**Assigned task**:
Using the data beneath, show every line that includes the word "starts".

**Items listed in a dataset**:
*****

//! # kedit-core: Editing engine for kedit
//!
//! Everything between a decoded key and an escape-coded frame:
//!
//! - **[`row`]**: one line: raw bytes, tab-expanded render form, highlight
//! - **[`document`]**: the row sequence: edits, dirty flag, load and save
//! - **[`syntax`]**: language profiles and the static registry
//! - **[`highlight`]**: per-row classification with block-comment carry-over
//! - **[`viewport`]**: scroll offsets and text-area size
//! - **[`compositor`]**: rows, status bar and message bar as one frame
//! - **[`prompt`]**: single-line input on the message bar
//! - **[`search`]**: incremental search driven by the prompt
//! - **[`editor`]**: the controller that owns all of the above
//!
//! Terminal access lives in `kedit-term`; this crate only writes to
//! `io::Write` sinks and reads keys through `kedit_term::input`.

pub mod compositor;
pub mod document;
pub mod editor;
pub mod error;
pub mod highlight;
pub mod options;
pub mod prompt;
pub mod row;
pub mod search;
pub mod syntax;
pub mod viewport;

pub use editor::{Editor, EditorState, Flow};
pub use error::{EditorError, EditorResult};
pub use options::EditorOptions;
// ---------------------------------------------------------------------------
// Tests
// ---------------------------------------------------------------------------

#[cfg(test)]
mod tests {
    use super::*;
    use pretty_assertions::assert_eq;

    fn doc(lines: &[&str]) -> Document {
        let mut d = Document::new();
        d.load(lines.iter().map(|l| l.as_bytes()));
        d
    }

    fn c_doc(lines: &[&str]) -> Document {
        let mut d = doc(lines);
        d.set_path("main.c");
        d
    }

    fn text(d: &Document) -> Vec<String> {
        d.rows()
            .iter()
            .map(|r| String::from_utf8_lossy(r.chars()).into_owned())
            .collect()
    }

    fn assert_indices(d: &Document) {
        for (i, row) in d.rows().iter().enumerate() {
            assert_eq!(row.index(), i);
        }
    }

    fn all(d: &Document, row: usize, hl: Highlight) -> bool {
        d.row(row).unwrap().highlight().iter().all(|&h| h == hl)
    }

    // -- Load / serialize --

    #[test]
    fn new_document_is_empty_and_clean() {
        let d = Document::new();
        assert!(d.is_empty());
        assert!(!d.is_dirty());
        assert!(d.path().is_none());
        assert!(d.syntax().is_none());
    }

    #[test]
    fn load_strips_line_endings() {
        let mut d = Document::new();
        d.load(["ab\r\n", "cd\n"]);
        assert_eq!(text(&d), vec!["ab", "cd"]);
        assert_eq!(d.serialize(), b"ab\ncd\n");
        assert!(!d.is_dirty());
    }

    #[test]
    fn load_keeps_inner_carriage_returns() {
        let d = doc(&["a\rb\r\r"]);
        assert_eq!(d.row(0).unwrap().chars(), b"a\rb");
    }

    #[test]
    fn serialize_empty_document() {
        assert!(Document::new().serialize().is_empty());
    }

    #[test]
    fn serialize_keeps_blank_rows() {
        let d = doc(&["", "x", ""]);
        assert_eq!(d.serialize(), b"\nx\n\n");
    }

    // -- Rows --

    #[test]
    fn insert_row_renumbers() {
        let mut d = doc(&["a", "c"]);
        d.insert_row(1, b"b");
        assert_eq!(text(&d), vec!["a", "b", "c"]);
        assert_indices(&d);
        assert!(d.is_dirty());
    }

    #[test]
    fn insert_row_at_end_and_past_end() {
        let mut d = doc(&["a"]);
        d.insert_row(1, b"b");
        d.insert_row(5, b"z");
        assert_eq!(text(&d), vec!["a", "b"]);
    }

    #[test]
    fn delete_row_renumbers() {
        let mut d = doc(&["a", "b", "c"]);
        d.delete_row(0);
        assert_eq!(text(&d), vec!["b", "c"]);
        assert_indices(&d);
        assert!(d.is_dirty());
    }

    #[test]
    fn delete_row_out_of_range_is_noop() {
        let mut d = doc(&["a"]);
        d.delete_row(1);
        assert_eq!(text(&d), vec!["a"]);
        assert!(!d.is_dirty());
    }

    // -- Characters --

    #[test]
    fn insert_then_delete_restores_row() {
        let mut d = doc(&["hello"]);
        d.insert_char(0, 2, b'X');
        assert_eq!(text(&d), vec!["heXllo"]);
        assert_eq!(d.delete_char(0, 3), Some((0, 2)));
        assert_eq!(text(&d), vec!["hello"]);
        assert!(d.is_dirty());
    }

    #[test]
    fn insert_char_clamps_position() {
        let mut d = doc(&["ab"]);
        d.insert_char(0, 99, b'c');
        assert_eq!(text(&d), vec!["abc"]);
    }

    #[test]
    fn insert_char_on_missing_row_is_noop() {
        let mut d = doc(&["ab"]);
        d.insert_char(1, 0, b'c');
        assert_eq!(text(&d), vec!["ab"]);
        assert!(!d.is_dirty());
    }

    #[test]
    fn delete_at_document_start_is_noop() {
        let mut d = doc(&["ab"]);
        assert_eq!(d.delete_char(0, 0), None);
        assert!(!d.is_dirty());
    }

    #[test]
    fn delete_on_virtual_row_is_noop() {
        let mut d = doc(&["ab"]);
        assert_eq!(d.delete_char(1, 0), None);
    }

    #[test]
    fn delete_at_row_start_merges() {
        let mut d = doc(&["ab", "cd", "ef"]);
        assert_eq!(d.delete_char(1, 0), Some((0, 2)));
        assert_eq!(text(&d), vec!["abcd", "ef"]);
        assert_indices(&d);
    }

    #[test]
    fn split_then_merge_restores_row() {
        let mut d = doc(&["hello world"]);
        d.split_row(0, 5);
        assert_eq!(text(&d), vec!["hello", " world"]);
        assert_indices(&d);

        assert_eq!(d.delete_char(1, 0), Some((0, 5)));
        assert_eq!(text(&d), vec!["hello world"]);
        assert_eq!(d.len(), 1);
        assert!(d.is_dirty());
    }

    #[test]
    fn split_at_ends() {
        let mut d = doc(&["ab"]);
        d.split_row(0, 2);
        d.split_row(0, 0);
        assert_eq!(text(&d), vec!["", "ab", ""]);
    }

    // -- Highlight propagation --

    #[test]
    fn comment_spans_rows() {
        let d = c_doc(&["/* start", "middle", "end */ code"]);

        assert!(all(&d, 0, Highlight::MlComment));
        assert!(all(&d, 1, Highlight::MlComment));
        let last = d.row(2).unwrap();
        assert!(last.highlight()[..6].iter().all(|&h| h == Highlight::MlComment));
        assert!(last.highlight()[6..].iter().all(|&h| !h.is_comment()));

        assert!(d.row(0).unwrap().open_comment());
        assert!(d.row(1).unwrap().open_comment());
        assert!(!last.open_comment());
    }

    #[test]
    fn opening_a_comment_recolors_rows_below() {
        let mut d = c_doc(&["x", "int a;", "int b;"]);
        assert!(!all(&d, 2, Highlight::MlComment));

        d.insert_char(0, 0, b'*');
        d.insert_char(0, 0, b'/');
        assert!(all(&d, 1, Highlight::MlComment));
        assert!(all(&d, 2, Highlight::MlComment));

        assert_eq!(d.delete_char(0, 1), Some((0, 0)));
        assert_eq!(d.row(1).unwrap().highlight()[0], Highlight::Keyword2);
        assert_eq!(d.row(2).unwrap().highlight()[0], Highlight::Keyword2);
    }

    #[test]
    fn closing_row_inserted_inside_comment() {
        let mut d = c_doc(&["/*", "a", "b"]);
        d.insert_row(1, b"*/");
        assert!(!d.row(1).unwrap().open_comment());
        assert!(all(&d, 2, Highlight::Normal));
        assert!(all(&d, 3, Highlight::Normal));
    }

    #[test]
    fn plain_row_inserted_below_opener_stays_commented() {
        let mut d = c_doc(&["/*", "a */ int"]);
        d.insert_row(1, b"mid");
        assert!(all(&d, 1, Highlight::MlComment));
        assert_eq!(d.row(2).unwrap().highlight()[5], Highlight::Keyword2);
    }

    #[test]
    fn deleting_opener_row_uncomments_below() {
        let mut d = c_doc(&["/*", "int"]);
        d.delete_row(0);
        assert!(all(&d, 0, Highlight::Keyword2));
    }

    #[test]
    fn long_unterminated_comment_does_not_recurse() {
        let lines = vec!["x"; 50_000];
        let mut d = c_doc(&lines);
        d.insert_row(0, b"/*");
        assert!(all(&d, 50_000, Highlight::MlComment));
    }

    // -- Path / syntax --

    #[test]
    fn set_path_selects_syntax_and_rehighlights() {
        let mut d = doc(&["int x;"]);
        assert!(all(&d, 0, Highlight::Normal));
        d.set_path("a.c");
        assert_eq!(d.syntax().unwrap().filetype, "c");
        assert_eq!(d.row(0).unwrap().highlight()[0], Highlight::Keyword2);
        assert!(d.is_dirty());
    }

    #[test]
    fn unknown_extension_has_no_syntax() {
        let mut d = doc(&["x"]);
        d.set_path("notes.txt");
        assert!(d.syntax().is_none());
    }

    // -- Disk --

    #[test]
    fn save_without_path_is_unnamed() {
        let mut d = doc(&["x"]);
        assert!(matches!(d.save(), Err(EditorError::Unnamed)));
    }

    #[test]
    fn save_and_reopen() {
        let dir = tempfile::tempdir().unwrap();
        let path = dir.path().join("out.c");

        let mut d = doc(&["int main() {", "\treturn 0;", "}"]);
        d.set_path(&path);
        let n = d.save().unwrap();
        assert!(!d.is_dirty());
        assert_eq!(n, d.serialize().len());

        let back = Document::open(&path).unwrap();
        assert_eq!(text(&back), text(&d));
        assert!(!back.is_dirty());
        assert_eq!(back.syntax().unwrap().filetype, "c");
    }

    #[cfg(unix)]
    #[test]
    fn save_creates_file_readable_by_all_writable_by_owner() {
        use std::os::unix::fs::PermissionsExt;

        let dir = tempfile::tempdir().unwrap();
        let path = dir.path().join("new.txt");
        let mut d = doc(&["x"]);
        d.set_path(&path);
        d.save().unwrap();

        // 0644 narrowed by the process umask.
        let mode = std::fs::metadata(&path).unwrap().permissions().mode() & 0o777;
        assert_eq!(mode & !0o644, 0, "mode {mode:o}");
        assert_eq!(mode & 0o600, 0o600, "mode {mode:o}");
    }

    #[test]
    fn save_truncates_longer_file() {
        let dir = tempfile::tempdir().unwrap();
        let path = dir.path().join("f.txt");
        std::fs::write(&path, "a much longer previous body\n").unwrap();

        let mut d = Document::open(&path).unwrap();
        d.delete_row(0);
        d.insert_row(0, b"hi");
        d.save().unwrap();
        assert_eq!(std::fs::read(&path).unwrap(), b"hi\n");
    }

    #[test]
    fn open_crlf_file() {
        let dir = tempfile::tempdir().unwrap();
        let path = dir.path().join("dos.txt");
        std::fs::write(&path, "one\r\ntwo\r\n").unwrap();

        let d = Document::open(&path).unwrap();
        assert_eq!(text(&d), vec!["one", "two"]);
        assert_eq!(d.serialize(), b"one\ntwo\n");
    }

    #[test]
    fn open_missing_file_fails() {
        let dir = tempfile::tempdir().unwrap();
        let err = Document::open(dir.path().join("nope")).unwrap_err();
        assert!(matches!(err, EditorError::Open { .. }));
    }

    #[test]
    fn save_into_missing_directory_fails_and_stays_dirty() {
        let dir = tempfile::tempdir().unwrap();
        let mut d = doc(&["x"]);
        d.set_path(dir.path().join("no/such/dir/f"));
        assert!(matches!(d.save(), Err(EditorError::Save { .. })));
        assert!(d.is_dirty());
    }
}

*****

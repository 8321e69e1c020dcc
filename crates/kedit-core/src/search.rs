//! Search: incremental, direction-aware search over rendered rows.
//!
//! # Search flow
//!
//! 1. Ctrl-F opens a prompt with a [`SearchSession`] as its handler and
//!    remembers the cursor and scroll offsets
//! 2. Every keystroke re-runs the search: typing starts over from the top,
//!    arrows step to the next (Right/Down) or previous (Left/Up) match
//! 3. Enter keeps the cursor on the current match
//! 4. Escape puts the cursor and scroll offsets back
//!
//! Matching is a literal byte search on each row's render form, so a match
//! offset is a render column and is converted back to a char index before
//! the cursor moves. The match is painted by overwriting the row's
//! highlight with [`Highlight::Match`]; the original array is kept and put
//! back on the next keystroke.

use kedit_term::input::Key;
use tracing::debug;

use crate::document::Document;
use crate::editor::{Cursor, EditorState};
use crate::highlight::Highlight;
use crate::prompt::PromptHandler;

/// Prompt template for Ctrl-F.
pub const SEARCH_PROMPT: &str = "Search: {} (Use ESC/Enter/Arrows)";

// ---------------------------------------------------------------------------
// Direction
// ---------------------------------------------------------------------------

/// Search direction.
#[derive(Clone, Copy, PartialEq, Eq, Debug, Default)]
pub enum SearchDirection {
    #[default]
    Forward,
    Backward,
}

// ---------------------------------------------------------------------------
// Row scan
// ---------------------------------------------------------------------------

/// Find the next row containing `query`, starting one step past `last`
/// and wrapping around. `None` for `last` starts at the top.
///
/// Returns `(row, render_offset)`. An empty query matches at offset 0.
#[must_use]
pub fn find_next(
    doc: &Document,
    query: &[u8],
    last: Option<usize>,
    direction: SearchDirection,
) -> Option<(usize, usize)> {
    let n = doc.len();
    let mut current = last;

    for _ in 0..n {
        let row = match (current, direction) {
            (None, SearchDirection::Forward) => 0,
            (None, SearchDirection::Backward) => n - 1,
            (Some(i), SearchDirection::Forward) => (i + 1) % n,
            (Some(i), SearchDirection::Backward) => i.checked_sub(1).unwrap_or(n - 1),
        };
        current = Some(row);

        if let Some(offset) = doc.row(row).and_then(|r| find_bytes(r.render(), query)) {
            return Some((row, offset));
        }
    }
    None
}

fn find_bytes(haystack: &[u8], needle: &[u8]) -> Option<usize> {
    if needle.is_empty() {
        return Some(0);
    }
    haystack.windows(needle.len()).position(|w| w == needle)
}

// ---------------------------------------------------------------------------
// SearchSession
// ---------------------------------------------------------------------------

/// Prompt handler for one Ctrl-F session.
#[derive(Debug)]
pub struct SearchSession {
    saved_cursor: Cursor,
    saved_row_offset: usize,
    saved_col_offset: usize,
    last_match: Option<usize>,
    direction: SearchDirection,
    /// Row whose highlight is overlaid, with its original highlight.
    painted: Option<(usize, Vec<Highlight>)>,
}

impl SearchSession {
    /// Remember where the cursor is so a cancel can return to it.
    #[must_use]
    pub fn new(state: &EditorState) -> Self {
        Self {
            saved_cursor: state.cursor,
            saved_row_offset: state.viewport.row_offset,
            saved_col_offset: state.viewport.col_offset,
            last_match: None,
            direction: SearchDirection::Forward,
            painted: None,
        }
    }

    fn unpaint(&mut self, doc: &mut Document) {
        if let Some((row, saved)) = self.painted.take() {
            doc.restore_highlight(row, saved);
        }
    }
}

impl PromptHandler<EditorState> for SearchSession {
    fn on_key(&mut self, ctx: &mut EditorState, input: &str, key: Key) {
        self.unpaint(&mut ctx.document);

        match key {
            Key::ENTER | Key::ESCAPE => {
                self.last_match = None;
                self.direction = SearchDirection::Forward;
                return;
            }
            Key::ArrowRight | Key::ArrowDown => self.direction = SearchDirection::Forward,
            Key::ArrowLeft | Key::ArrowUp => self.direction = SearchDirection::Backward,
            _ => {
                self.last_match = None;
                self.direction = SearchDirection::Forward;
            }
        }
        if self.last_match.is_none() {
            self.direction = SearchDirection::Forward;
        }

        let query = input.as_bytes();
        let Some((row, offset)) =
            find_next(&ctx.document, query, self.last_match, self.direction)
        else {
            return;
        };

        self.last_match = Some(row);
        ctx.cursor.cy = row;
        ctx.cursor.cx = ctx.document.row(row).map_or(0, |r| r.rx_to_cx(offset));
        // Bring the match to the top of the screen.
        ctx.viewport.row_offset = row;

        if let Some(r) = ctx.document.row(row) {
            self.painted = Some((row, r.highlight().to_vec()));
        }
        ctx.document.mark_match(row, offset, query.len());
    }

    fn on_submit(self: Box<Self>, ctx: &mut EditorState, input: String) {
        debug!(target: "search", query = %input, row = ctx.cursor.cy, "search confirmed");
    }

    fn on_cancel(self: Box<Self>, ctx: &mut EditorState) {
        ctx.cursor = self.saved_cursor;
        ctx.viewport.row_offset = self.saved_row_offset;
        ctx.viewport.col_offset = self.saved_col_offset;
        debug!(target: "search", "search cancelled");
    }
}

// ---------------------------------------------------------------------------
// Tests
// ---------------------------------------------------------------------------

*****

**Solution for this task**:
//! 2. Every keystroke re-runs the search: typing starts over from the top,
/// and wrapping around. `None` for `last` starts at the top.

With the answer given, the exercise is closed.